Predominante nos últimos anos do século XX, com esta tese creio que se terá ido longe demais na intenção de minorar as diferenças nos graus de desenvolvimento civilizacional dos antepassados dos povos europeus que hoje compõem a União Europeia. Por muito bizarro que hoje pareça, há 1800 anos quem vivia na Itália, Grécia, Espanha ou Portugal era, em média, muito mais sofisticado do que os rústicos da Alemanha, da Dinamarca ou da Suécia… Embora também acredite que esta realidade histórica tenha uma boa parcela de inconveniência política. Que a versão histórica mais simpática à integração europeia seja aqui protagonizada por um arqueólogo norte-americano é só um detalhe irónico…
Mas, do outro extremo do espectro reaparece agora a recuperação da versão traumática da queda de Roma, tipificada num livro como The Fall of Rome and The End of Civilization**, de 2005 e da autoria de Brian Ward-Perkins, um britânico, trabalhando em Oxford, e também com muito trabalho de arqueologia desenvolvido em Itália, sobretudo nos séculos V e VI. Dele, Brian Ward-Perkins, conclui que o período final do Império Romano, no Ocidente, se caracterizou por um retrocesso visível das condições de vida, causado pela recessão económica dos regimes de isolamento em que passaram a viver as regiões romanas, na sequência das invasões bárbaras.
Essencialmente Ward-Perkins recupera a tese que os bárbaros escaqueiraram o Império Romano, apossando-se dos territórios conquistados e, na sua rusticidade, isolaram-nos dos vastos circuitos comerciais que, envolvendo as diversas terras sob o domínio de Roma, haviam feito a prosperidade do mundo mediterrânico e suas redondezas nos séculos anteriores. Frontalmente contra as teses da Casa Comum Europeia desde a Antiguidade, esta tese também está carregada de (uma outra) ideologia ao confrontar-nos com aquilo que apresenta como as consequências do isolamento de cada região (país) e da desagregação do que retrata como o mundo globalizado da civilização romana. Enfim, é uma outra maneira de falar dos benefícios da globalização...
Como curiosidade final, refira-se que a capa do livro de Peter S. Wells corresponde a um pormenor de um quadro intitulado Les Roumains passant sous le joug**, de um pintor suíço, Charles Gleyre (1806-1874), pintado em 1858 e representado acima. Imperceptível na capa do livro, mas visível nas reproduções do quadro, encontram-se pelo chão as águias imperiais das legiões derrotadas.
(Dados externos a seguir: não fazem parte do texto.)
//! Command-line parsing and validation helpers.

mod defaults;
mod validation;

use clap::Parser;
use std::path::PathBuf;

pub use defaults::{
    DEFAULT_CAPTURE_RATE, DEFAULT_MIN_SILENCE_MS, DEFAULT_SEGMENT_FRAME_MS,
    DEFAULT_SILENCE_THRESHOLD_DB,
};
use defaults::{
    CAPTURE_RATE_RANGE, MAX_BEAM_SIZE, MAX_RECORD_SECS_LIMIT, MIN_SILENCE_MS_RANGE,
    SEGMENT_FRAME_MS_RANGE, SILENCE_THRESHOLD_DB_RANGE,
};

use crate::segment::SegmenterConfig;
use crate::stt::WhisperOptions;

/// CLI options for voicenote. Validated values are what every component sees;
/// there is no ambient global state.
#[derive(Debug, Parser, Clone)]
#[command(
    about = "Record (or load) audio, transcribe it with Whisper, copy the text to the clipboard",
    author,
    version
)]
pub struct AppConfig {
    /// Existing WAV file to transcribe instead of recording from the microphone
    #[arg(value_name = "AUDIO_FILE")]
    pub audio_file: Option<PathBuf>,

    /// Split the audio on silence and transcribe the chunks in order
    #[arg(long)]
    pub chunked: bool,

    /// Minimum silence run that splits the waveform (milliseconds)
    #[arg(long = "min-silence-ms", default_value_t = DEFAULT_MIN_SILENCE_MS)]
    pub min_silence_ms: u64,

    /// Silence threshold relative to full scale (dBFS)
    #[arg(
        long = "silence-threshold-db",
        default_value_t = DEFAULT_SILENCE_THRESHOLD_DB,
        allow_hyphen_values = true
    )]
    pub silence_threshold_db: f32,

    /// Analysis window for silence classification (milliseconds)
    #[arg(long = "segment-frame-ms", default_value_t = DEFAULT_SEGMENT_FRAME_MS)]
    pub segment_frame_ms: u64,

    /// Path to the GGML Whisper model file
    #[arg(long = "model-path", env = "VOICENOTE_MODEL")]
    pub model_path: Option<PathBuf>,

    /// Language passed to Whisper ("auto" enables detection)
    #[arg(long, default_value = "en")]
    pub lang: String,

    /// Whisper beam size (>1 enables beam search)
    #[arg(long = "whisper-beam-size", default_value_t = 0)]
    pub whisper_beam_size: u32,

    /// Whisper sampling temperature
    #[arg(long = "whisper-temperature", default_value_t = 0.0)]
    pub whisper_temperature: f32,

    /// Preferred audio input device name
    #[arg(long = "input-device")]
    pub input_device: Option<String>,

    /// Print detected audio input devices and exit
    #[arg(long = "list-input-devices", default_value_t = false)]
    pub list_input_devices: bool,

    /// Sample rate requested from the capture device (Hz)
    #[arg(long = "capture-rate", default_value_t = DEFAULT_CAPTURE_RATE)]
    pub capture_rate: u32,

    /// Hard stop for recording in seconds (0 means record until Ctrl-C)
    #[arg(long = "max-record-secs", default_value_t = 0)]
    pub max_record_secs: u64,

    /// Keep the captured WAV at this path instead of discarding it
    #[arg(long = "save-audio", value_name = "PATH")]
    pub save_audio: Option<PathBuf>,

    /// Print the transcript without touching the clipboard
    #[arg(long = "no-clipboard", default_value_t = false)]
    pub no_clipboard: bool,

    /// Enable diagnostic logging to stderr
    #[arg(long, env = "VOICENOTE_LOGS", default_value_t = false)]
    pub logs: bool,
}

impl AppConfig {
    /// Segmenter parameters derived from the validated CLI values.
    pub fn segmenter_config(&self) -> SegmenterConfig {
        SegmenterConfig {
            min_silence_ms: self.min_silence_ms,
            threshold_db: self.silence_threshold_db,
            frame_ms: self.segment_frame_ms,
        }
    }

    /// Whisper decoding options derived from the validated CLI values.
    pub fn whisper_options(&self) -> WhisperOptions {
        WhisperOptions {
            lang: self.lang.clone(),
            beam_size: self.whisper_beam_size,
            temperature: self.whisper_temperature,
        }
    }
}
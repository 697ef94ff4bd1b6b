//! Whisper speech-to-text integration.
//!
//! Wraps `whisper_rs` to provide a simple transcription API. The model is
//! loaded once at startup and reused for every segment.

use crate::audio;
use anyhow::Result;
use std::path::Path;

/// Decoding options passed through from the CLI.
#[derive(Debug, Clone)]
pub struct WhisperOptions {
    pub lang: String,
    pub beam_size: u32,
    pub temperature: f32,
}

impl Default for WhisperOptions {
    fn default() -> Self {
        Self {
            lang: "en".to_string(),
            beam_size: 0,
            temperature: 0.0,
        }
    }
}

/// The transcription capability the pipeline depends on.
///
/// `transcribe_samples` takes 16kHz mono f32 PCM. `transcribe_wav` decodes a
/// WAV file at any rate, resamples, and delegates; the chunk pipeline calls
/// it on each materialized segment file.
pub trait SpeechToText {
    fn transcribe_samples(&self, samples: &[f32]) -> Result<String>;

    fn transcribe_wav(&self, path: &Path) -> Result<String> {
        let wave = audio::wav::read_wav(path)?;
        let samples = audio::to_whisper_rate(&wave.samples, wave.sample_rate);
        self.transcribe_samples(&samples)
    }
}

#[cfg(unix)]
mod platform {
    use super::{SpeechToText, WhisperOptions};
    use anyhow::{anyhow, Context, Result};
    use std::io;
    use std::os::raw::{c_char, c_uint, c_void};
    use std::os::unix::io::AsRawFd;
    use std::path::Path;
    use std::sync::Once;
    use tracing::debug;
    use whisper_rs::{FullParams, SamplingStrategy, WhisperContext, WhisperContextParameters};

    /// Points stderr at `/dev/null` until dropped. whisper.cpp prints its
    /// model banner straight to fd 2, bypassing the Rust logging layer.
    struct StderrGate {
        saved: libc::c_int,
        _null: std::fs::File,
    }

    impl StderrGate {
        fn closed() -> Result<Self> {
            let null = std::fs::OpenOptions::new()
                .write(true)
                .open("/dev/null")
                .context("failed to open /dev/null")?;
            // SAFETY: fd 2 is always open in this process; the duplicate is
            // owned by the gate and restored in Drop.
            let saved = unsafe { libc::dup(2) };
            if saved < 0 {
                return Err(anyhow!(
                    "failed to save stderr: {}",
                    io::Error::last_os_error()
                ));
            }
            if unsafe { libc::dup2(null.as_raw_fd(), 2) } < 0 {
                unsafe { libc::close(saved) };
                return Err(anyhow!(
                    "failed to redirect stderr: {}",
                    io::Error::last_os_error()
                ));
            }
            Ok(Self { saved, _null: null })
        }
    }

    impl Drop for StderrGate {
        fn drop(&mut self) {
            // SAFETY: `saved` is the descriptor duplicated in `closed`.
            unsafe {
                libc::dup2(self.saved, 2);
                libc::close(self.saved);
            }
        }
    }

    /// Whisper model context. Create once and reuse; loading the GGML model
    /// is by far the most expensive step.
    pub struct Transcriber {
        ctx: WhisperContext,
        opts: WhisperOptions,
    }

    impl Transcriber {
        /// Loads the Whisper model from disk, keeping whisper.cpp's verbose
        /// initialization chatter off the terminal.
        pub fn new(model_path: &Path, opts: WhisperOptions) -> Result<Self> {
            install_whisper_log_silencer();

            let model = model_path
                .to_str()
                .ok_or_else(|| anyhow!("model path is not valid UTF-8"))?;
            let ctx = {
                let _quiet = StderrGate::closed()?;
                WhisperContext::new_with_params(model, WhisperContextParameters::default())
                    .context("failed to load whisper model")?
            };
            Ok(Self { ctx, opts })
        }

        fn decode_params(&self) -> FullParams<'_, '_> {
            let strategy = if self.opts.beam_size > 1 {
                SamplingStrategy::BeamSearch {
                    beam_size: self.opts.beam_size as i32,
                    patience: -1.0,
                }
            } else {
                SamplingStrategy::Greedy { best_of: 1 }
            };
            let mut params = FullParams::new(strategy);
            let auto_detect = self.opts.lang.eq_ignore_ascii_case("auto");
            params.set_language(if auto_detect { None } else { Some(&self.opts.lang) });
            params.set_detect_language(auto_detect);
            params.set_temperature(self.opts.temperature);
            // Cap threads so laptops don't max out all cores.
            params.set_n_threads(num_cpus::get().min(8) as i32);
            params.set_print_progress(false);
            params.set_print_timestamps(false);
            params.set_print_special(false);
            params.set_print_realtime(false);
            params.set_translate(false);
            params.set_token_timestamps(false);
            params
        }
    }

    impl SpeechToText for Transcriber {
        fn transcribe_samples(&self, samples: &[f32]) -> Result<String> {
            let mut state = self
                .ctx
                .create_state()
                .context("failed to create whisper state")?;
            state.full(self.decode_params(), samples)?;

            let num_segments = state.full_n_segments().unwrap_or_else(|err| {
                debug!("whisper failed to read segment count: {err}");
                0
            });
            // Whisper splits output into small segments; stitch them together.
            let mut transcript = String::new();
            for i in 0..num_segments.max(0) {
                match state.full_get_segment_text_lossy(i) {
                    Ok(text) => transcript.push_str(&text),
                    Err(err) => debug!("failed to read whisper segment {i}: {err}"),
                }
            }
            Ok(transcript.replace("[BLANK_AUDIO]", ""))
        }
    }

    fn install_whisper_log_silencer() {
        static INSTALL_LOG_CALLBACK: Once = Once::new();
        INSTALL_LOG_CALLBACK.call_once(|| unsafe {
            whisper_rs::set_log_callback(Some(whisper_log_callback), std::ptr::null_mut());
        });
    }

    unsafe extern "C" fn whisper_log_callback(
        _level: c_uint,
        _text: *const c_char,
        _user_data: *mut c_void,
    ) {
        // Silence the default whisper.cpp logger.
    }
}

#[cfg(unix)]
pub use platform::Transcriber;

#[cfg(not(unix))]
mod platform {
    use super::{SpeechToText, WhisperOptions};
    use anyhow::{anyhow, Result};
    use std::path::Path;

    /// Stub for unsupported targets.
    pub struct Transcriber;

    impl Transcriber {
        pub fn new(_: &Path, _: WhisperOptions) -> Result<Self> {
            Err(anyhow!(
                "whisper transcription is currently supported only on Unix-like platforms"
            ))
        }
    }

    impl SpeechToText for Transcriber {
        fn transcribe_samples(&self, _: &[f32]) -> Result<String> {
            Err(anyhow!(
                "whisper transcription is currently supported only on Unix-like platforms"
            ))
        }
    }
}

#[cfg(not(unix))]
pub use platform::Transcriber;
Naquele caso e naquela época, a referência mais óbvia era às águias imperiais napoleónicas… Como se vê, o recurso à simbologia da Antiguidade para as disputas ideológicas da modernidade é prática antiga…
* Falam os bárbaros. ** Já publicado (ainda bem) na versão portuguesa em 2006 pela Alêtheia: A Queda de Roma e o Fim da Civilização. *** Os romanos passando sob o jugo.